That’s the big question raised by the case of a classical music critic in Cleveland, Donald Rosenberg, who was pressured by his editor to lay off his heavy criticism of the Cleveland Orchestra, which Rosenberg had been reviewing negatively for some time, according to this report in last Saturday’s New York Times.

Rosenberg sued his paper, The Plain Dealer, alleging he’d been reassigned to lesser roles and ordered not to review the Cleveland Orchestra anymore. The newspaper and its editor, Susan Goldberg, defended themselves in court, with the latter testifying that a “hefty chunk of the community was saying that Don Rosenberg was biased and unfair and that he was compromising our integrity.”

Both sides had expert witnesses testifying on their behalf. A jury last week ruled for The Plain Dealer, effectively throwing out Rosenberg’s complaint, which also included a charge of age discrimination. Rosenberg remains employed at the newspaper, but only as a music reporter (not a critic) and a dance critic.

As I read this, all kinds of questions popped up in my mind. What would happen if lots of readers of Wine Enthusiast started complaining about my reviews? Would my publisher reply, “Steve has every right in the world to express his opinion — that’s what we pay him to do” ? Or would he be concerned about a subscriber (and possible advertiser) backlash, and conclude that it was in the company’s best interests to rein me in?

Fortunately, the above has not occurred, and isn’t likely to. My magazine gives me wide latitude to tell the truth as I see it. I’m sure some of my reviews make my publisher, Adam Strum, wince; but he understands and respects the importance of employing unbiased editors, whose rectitude and incorruptibility in reviewing reflects well upon Wine Enthusiast.

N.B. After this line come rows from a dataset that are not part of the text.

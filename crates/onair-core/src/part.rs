//! An orderable, independently timed unit of content.

use serde::{Deserialize, Serialize};

use crate::error::{Error, Result};
use crate::ids::{PartId, PieceId, SegmentId};
use crate::piece::{Piece, PieceInterface};
use crate::timings::{self, AutoNext, InTransition, OutTransition, PartTimings, PrecedingPart};

/// Plain construction data for a [`Part`].
#[derive(Debug, Clone, Default, Serialize, Deserialize)]
pub struct PartInterface {
    pub id: PartId,
    pub segment_id: SegmentId,
    pub rank: f64,
    #[serde(default)]
    pub name: String,
    #[serde(default)]
    pub is_on_air: bool,
    #[serde(default)]
    pub is_next: bool,
    #[serde(default)]
    pub expected_duration: u64,
    #[serde(default)]
    pub pieces: Vec<PieceInterface>,
    #[serde(default)]
    pub in_transition: Option<InTransition>,
    #[serde(default)]
    pub out_transition: Option<OutTransition>,
    #[serde(default)]
    pub auto_next: Option<AutoNext>,
    #[serde(default)]
    pub disable_next_in_transition: bool,
}

/// A sequence of pieces played together, plus its transition configuration.
#[derive(Debug, Clone, PartialEq, Serialize)]
pub struct Part {
    id: PartId,
    segment_id: SegmentId,
    rank: f64,
    name: String,
    is_on_air: bool,
    is_next: bool,
    expected_duration: u64,
    pieces: Vec<Piece>,
    in_transition: Option<InTransition>,
    out_transition: Option<OutTransition>,
    auto_next: Option<AutoNext>,
    disable_next_in_transition: bool,
    timings: Option<PartTimings>,
}

impl Part {
    pub fn new(interface: PartInterface) -> Self {
        Self {
            id: interface.id,
            segment_id: interface.segment_id,
            rank: interface.rank,
            name: interface.name,
            is_on_air: interface.is_on_air,
            is_next: interface.is_next,
            expected_duration: interface.expected_duration,
            pieces: interface.pieces.into_iter().map(Piece::new).collect(),
            in_transition: interface.in_transition,
            out_transition: interface.out_transition,
            auto_next: interface.auto_next,
            disable_next_in_transition: interface.disable_next_in_transition,
            timings: None,
        }
    }

    pub fn id(&self) -> &PartId {
        &self.id
    }

    pub fn segment_id(&self) -> &SegmentId {
        &self.segment_id
    }

    pub fn rank(&self) -> f64 {
        self.rank
    }

    pub fn name(&self) -> &str {
        &self.name
    }

    pub fn is_on_air(&self) -> bool {
        self.is_on_air
    }

    pub fn is_next(&self) -> bool {
        self.is_next
    }

    pub fn expected_duration(&self) -> u64 {
        self.expected_duration
    }

    pub fn pieces(&self) -> &[Piece] {
        &self.pieces
    }

    pub fn in_transition(&self) -> Option<&InTransition> {
        self.in_transition.as_ref()
    }

    pub fn out_transition(&self) -> Option<&OutTransition> {
        self.out_transition.as_ref()
    }

    pub fn auto_next(&self) -> Option<&AutoNext> {
        self.auto_next.as_ref()
    }

    pub fn disable_next_in_transition(&self) -> bool {
        self.disable_next_in_transition
    }

    pub fn put_on_air(&mut self) {
        self.is_on_air = true;
    }

    pub fn take_off_air(&mut self) {
        self.is_on_air = false;
    }

    pub fn set_as_next(&mut self) {
        self.is_next = true;
    }

    pub fn remove_as_next(&mut self) {
        self.is_next = false;
    }

    pub(crate) fn piece_mut(&mut self, id: &PieceId) -> Option<&mut Piece> {
        self.pieces.iter_mut().find(|piece| piece.id() == id)
    }

    /// Largest pre-roll of any piece, or 0.
    pub fn own_pre_roll(&self) -> u64 {
        self.pieces
            .iter()
            .map(Piece::pre_roll_duration)
            .max()
            .unwrap_or(0)
    }

    /// Largest post-roll of the open-ended pieces, or 0.
    ///
    /// Pieces with a duration end on their own and never hold up the next
    /// part.
    pub fn own_post_roll(&self) -> u64 {
        self.pieces
            .iter()
            .filter(|piece| piece.duration() == 0)
            .map(Piece::post_roll_duration)
            .max()
            .unwrap_or(0)
    }

    /// Compute and store the transition timings into this part.
    pub fn calculate_timings(&mut self, previous: Option<&dyn PrecedingPart>) -> &PartTimings {
        let timings = timings::calculate(
            self.own_pre_roll(),
            self.own_post_roll(),
            self.in_transition.as_ref(),
            previous,
        );
        tracing::trace!(part = %self.id, ?timings, "calculated part timings");
        self.timings.insert(timings)
    }

    /// Timings from the last [`calculate_timings`](Self::calculate_timings).
    pub fn timings(&self) -> Result<&PartTimings> {
        self.timings
            .as_ref()
            .ok_or_else(|| Error::TimingsNotCalculated(self.id.clone()))
    }

    /// Forget stored timings. Called when the preceding part changes.
    pub fn invalidate_timings(&mut self) {
        self.timings = None;
    }
}

impl PrecedingPart for Part {
    fn out_transition(&self) -> Option<&OutTransition> {
        Part::out_transition(self)
    }

    fn auto_next(&self) -> Option<&AutoNext> {
        Part::auto_next(self)
    }

    fn disable_next_in_transition(&self) -> bool {
        Part::disable_next_in_transition(self)
    }

    fn post_roll_duration(&self) -> u64 {
        self.timings.map_or(0, |t| t.post_roll_duration)
    }
}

For me, the most interesting and troublesome issue in the Rosenberg case is this: If The Plain Dealer thought highly enough of Rosenberg to hire him in the first place and then keep him onboard for years, how could they now question his objectivity, just because some people complained? It does look like management caved to outside pressure. The editor said (I’m quoting from the Times) that “Mr. Rosenberg had a closed mind about [the orchestra’s music director].”

“A closed mind.”
Wow. Think about that. When I criticize certain table wines for having too much residual sugar, does that mean I have “a closed mind”? What about a wine I give a low score to because it smells like it came from the inside of a cat’s bladder? Is my mind “closed” to the pleasures of cat pee? For that matter, what about an eleven-year old Chardonnay that’s dead? Is my mind “closed” to dead Chard? You see where this is going: toward a slippery slope. Any negative critique of any kind can be attributed to “a closed mind.” But what does a publication hire a critic for, if not to praise things he likes and blast things he doesn’t? And shouldn’t a scrupulous editor stand by her critic?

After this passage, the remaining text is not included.